### INSTRUCTIONS FOR THE TASK
Scan the records for the string "when". State how many lines contain it and add nothing.

**********

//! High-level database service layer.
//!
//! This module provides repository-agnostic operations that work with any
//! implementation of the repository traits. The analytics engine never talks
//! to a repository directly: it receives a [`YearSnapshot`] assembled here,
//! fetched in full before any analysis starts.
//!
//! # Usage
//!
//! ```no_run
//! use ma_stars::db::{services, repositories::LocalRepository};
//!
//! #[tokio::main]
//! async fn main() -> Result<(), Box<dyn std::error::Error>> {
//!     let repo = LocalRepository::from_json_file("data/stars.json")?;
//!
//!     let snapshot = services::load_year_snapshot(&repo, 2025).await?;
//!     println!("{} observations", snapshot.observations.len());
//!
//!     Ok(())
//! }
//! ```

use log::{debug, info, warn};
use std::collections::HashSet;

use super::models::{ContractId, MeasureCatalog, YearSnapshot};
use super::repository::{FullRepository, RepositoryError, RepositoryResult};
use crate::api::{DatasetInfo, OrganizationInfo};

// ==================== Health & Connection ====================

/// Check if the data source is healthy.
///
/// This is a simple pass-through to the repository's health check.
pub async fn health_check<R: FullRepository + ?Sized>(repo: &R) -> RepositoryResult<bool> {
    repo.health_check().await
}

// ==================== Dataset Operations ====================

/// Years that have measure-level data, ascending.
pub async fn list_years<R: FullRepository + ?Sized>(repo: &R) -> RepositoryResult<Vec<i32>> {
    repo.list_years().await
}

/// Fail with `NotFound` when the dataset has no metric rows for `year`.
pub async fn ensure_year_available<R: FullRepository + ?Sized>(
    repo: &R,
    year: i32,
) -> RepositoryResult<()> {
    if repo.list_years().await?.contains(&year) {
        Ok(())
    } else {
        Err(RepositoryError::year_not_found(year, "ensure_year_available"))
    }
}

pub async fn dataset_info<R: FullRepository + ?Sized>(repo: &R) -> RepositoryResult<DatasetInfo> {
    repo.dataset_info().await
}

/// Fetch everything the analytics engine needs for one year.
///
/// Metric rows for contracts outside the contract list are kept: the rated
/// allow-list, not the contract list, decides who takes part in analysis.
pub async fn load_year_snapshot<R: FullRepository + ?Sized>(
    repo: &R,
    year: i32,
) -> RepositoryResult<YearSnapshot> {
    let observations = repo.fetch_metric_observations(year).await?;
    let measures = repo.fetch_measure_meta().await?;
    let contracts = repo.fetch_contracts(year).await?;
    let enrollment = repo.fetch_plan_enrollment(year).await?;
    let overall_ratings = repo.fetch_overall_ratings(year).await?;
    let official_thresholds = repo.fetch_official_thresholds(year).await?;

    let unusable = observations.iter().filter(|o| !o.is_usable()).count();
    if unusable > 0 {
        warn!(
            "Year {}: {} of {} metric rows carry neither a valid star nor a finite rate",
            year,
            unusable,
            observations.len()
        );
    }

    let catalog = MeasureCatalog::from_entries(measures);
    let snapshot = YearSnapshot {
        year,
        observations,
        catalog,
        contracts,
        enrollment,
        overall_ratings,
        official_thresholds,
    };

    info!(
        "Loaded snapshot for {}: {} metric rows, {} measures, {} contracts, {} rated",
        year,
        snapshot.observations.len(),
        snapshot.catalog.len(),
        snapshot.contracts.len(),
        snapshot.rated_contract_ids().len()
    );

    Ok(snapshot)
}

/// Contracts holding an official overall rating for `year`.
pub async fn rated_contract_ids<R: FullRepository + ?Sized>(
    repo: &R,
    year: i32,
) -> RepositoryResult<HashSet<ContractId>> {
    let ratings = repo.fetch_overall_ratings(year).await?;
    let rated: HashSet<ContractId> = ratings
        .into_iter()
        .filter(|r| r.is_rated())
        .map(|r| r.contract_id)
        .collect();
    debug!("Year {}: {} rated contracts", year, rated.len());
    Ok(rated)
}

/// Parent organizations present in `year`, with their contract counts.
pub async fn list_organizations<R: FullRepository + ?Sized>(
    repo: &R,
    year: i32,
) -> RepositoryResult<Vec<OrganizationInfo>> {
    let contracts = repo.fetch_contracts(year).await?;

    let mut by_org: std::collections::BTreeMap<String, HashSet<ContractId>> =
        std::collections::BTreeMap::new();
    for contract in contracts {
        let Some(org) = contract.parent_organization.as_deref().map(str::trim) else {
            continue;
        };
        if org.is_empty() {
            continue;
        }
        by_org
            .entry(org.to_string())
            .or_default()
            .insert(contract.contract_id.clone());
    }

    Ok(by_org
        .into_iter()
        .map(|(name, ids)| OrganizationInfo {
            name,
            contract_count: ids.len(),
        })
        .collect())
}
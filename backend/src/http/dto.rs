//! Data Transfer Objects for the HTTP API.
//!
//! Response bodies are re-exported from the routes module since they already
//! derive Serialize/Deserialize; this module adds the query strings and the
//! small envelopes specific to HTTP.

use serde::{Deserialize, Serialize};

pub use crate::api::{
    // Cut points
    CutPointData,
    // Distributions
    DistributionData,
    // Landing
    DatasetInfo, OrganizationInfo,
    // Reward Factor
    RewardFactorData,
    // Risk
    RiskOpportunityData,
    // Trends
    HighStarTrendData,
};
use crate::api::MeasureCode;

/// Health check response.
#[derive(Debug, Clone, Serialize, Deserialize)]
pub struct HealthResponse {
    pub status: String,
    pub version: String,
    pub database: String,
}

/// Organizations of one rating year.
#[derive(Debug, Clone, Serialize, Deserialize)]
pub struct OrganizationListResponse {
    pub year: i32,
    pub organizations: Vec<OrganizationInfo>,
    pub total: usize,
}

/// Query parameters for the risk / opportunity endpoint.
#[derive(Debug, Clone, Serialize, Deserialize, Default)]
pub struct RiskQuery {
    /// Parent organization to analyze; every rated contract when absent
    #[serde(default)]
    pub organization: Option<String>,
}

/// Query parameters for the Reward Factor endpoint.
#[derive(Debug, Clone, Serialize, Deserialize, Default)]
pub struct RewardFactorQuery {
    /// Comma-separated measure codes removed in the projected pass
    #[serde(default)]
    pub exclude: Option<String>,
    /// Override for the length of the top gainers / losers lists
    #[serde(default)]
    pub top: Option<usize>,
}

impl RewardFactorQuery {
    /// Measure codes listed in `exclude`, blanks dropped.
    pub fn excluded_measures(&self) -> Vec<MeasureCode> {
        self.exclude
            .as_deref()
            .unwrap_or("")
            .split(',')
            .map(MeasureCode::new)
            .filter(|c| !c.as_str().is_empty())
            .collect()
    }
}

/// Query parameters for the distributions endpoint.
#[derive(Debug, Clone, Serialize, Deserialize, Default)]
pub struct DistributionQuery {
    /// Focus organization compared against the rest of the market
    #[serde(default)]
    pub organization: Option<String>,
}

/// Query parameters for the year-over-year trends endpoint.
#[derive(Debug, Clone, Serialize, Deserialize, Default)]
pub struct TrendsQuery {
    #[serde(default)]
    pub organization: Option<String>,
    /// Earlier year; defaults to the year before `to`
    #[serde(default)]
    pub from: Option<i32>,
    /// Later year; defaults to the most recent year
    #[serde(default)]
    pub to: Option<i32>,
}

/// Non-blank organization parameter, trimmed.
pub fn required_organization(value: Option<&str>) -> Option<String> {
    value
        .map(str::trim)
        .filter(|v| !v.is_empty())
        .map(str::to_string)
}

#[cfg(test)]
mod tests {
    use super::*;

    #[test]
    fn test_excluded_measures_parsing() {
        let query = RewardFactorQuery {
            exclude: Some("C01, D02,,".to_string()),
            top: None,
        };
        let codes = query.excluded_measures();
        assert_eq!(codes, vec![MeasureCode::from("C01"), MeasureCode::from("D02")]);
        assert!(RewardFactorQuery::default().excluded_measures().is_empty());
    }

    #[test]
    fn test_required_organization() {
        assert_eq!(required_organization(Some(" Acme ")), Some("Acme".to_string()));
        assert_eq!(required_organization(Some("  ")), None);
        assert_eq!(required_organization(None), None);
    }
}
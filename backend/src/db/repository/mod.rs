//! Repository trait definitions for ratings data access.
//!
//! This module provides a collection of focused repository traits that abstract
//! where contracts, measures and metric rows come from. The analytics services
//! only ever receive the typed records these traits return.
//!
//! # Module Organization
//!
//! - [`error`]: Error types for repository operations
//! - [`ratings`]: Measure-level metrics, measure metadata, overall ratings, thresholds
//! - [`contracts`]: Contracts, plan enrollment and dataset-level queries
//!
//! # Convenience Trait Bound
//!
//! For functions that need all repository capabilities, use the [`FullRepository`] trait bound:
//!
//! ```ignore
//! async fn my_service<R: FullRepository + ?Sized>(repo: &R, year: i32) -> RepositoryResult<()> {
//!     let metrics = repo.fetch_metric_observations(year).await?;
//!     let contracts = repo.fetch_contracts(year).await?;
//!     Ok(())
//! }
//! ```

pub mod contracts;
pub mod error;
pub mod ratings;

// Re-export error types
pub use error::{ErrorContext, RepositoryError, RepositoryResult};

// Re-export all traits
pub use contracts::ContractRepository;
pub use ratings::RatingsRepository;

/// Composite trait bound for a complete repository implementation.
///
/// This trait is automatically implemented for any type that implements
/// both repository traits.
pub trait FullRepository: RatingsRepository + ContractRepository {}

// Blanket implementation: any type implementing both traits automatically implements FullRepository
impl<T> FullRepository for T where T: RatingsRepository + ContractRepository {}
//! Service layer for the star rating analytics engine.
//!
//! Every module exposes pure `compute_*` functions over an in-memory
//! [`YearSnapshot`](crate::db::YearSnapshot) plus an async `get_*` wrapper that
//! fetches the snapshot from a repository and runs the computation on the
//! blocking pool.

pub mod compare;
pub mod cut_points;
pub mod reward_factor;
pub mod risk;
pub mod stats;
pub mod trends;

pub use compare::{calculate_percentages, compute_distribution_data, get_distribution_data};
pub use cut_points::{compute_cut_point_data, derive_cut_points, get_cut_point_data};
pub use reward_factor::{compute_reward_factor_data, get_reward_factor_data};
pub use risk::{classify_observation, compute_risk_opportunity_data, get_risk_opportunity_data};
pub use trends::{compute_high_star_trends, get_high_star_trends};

**********

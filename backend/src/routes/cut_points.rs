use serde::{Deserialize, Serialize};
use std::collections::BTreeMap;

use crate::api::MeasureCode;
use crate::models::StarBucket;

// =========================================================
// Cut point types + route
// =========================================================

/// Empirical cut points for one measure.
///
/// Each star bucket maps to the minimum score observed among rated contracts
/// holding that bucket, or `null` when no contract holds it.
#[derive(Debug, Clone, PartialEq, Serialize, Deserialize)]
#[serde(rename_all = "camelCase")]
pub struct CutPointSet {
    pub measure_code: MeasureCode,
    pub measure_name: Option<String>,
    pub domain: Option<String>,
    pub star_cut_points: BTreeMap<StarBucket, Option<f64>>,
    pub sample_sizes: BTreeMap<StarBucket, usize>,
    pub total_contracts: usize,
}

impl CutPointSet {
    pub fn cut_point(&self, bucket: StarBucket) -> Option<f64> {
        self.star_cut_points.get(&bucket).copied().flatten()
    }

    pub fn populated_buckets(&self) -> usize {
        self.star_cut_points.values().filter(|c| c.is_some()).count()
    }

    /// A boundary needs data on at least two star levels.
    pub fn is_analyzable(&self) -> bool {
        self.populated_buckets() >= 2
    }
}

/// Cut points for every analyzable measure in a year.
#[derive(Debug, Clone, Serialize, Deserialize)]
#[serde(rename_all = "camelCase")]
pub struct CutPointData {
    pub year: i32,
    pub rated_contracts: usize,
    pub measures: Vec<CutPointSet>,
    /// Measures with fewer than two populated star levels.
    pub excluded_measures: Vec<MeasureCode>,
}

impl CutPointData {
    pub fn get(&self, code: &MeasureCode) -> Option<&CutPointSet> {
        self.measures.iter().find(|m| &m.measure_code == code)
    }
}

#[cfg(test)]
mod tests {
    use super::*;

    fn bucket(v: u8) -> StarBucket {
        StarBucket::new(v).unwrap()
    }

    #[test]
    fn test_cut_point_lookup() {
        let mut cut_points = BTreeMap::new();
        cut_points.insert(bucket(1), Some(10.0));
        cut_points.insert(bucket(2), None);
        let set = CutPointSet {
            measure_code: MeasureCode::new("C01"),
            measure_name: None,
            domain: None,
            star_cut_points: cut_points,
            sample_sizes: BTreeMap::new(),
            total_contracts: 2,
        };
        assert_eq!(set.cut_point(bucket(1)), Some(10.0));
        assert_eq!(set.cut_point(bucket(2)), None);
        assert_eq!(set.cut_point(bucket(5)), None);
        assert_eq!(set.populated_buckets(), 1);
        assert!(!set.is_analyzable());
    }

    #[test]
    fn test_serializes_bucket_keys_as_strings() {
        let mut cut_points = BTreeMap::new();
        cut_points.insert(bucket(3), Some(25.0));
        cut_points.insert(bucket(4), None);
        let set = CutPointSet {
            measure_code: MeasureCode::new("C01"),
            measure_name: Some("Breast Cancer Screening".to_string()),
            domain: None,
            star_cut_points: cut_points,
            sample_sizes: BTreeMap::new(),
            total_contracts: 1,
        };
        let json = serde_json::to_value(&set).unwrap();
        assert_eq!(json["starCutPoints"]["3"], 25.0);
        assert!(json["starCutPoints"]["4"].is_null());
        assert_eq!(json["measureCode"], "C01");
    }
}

**********

### SOLUTION BELOW
3